Subsequent to the Trust’s decision to seek possession (provided that alternative accommodation could be found), they received a report from the claimant’s doctor declaring his lack of capacity. The Trust did not directly act upon this information and carried out no further assessments but, despite this, their response was deemed proportionate to a legitimate aim.
Although the court’s decision fell in the Trust’s favour, it was found that the Trust’s decision to seek possession amounted to less favourable treatment of the claimant because its actions directly correlated to behaviour caused by a disability. Further, the Trust’s failure to conduct additional assessments upon receipt of the medical report constituted a breach of its PSED. However, the Trust’s manager rectified this breach whilst giving oral evidence when he stated that, in his view, the action to seek possession was still reasonable and proportionate in light of the medical report.

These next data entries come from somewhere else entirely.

//! Per-turn answer pipeline: canned replies for short-circuit classes,
//! otherwise prompt assembly, one backend turn and at most one tool
//! round-trip. Every returned text is sanitized.

use std::sync::Arc;
use arise_core::error::{Error, Result};
use arise_core::provider::{BackendReply, ToolDefinition};
use arise_core::tool::ToolRegistry;
use serde::Serialize;
use tracing::{debug, info, warn};

use crate::backend::ChatHandle;
use crate::classifier::{Classification, Polarity};
use crate::context_cache::ContextCache;
use crate::prompts;
use crate::sanitizer::sanitize;

/// Which path produced an answer.
#[derive(Debug, Clone, Copy, PartialEq, Eq, Serialize)]
#[serde(rename_all = "snake_case")]
pub enum SourceTag {
    GreetingHandler,
    ScopeGuard,
    Model,
    Tool,
}

impl SourceTag {
    pub fn as_str(&self) -> &'static str {
        match self {
            SourceTag::GreetingHandler => "greeting_handler",
            SourceTag::ScopeGuard => "scope_guard",
            SourceTag::Model => "model",
            SourceTag::Tool => "tool",
        }
    }
}

impl std::fmt::Display for SourceTag {
    fn fmt(&self, f: &mut std::fmt::Formatter<'_>) -> std::fmt::Result {
        f.write_str(self.as_str())
    }
}

#[derive(Debug, Clone, PartialEq, Eq, Serialize)]
pub struct Answer {
    pub text: String,
    pub source: SourceTag,
}

impl Answer {
    fn new(text: impl AsRef<str>, source: SourceTag) -> Self {
        Self {
            text: sanitize(text.as_ref()),
            source,
        }
    }
}

pub struct Orchestrator {
    tools: Arc<ToolRegistry>,
    system_instruction: String,
    prompt_char_budget: usize,
}

impl Orchestrator {
    pub fn new(tools: Arc<ToolRegistry>) -> Self {
        Self {
            tools,
            system_instruction: prompts::SYSTEM_INSTRUCTION.to_string(),
            prompt_char_budget: 3000,
        }
    }

    pub fn with_system_instruction(mut self, instruction: impl Into<String>) -> Self {
        self.system_instruction = instruction.into();
        self
    }

    /// Maximum context characters embedded in a prompt.
    pub fn with_prompt_char_budget(mut self, budget: usize) -> Self {
        self.prompt_char_budget = budget;
        self
    }

    /// Definitions for the tools a chat handle may request.
    pub fn tool_definitions(&self) -> Vec<ToolDefinition> {
        self.tools.definitions()
    }

    /// Produce the answer for one classified message.
    ///
    /// On error the handle's history is unchanged.
    pub async fn answer(
        &self,
        message: &str,
        classification: &Classification,
        context: &ContextCache,
        handle: &mut ChatHandle,
    ) -> Result<Answer> {
        match classification {
            Classification::Greeting(Polarity::Hello) => {
                return Ok(Answer::new(prompts::GREETING_REPLY, SourceTag::GreetingHandler));
            }
            Classification::Greeting(Polarity::Bye) => {
                return Ok(Answer::new(prompts::FAREWELL_REPLY, SourceTag::GreetingHandler));
            }
            Classification::OutOfScope => {
                return Ok(Answer::new(prompts::OUT_OF_SCOPE_REPLY, SourceTag::ScopeGuard));
            }
            Classification::NeedsContext | Classification::General => {}
        }

        let capped = context.capped(self.prompt_char_budget).await;
        let prompt = prompts::turn_prompt(&self.system_instruction, &capped, message);
        debug!(
            classification = ?classification,
            prompt_chars = prompt.chars().count(),
            "Sending turn to backend"
        );

        match handle.send_turn(&prompt).await? {
            BackendReply::Text(text) => Ok(Answer::new(text, SourceTag::Model)),
            BackendReply::Call(call) => {
                info!(tool = %call.name, call_id = %call.id, "Backend requested tool");
                let result = match self.tools.execute(&call).await {
                    Ok(r) => r,
                    Err(e) => {
                        warn!(tool = %call.name, error = %e, "Tool execution failed");
                        handle.abandon_turn();
                        return Err(Error::Tool(e));
                    }
                };
                let text = handle.submit_tool_result(&call, &result).await?;
                Ok(Answer::new(text, SourceTag::Tool))
            }
        }
    }
}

The fact that the Trust’s staff and the claimant’s fellow residents were at real physical risk ensured that the notion of proportionality was satisfied. Further, the trust had the precondition to their action that suitable alternative accommodation must be available before an eviction could take place. When faced with disabled tenants, all housing providers should ensure that they consider the wider picture and take proportionality and reasonableness into account before taking action. It is imperative that all decisions made are balanced, and that all possible practical resolutions are taken into account before possession proceedings are sought.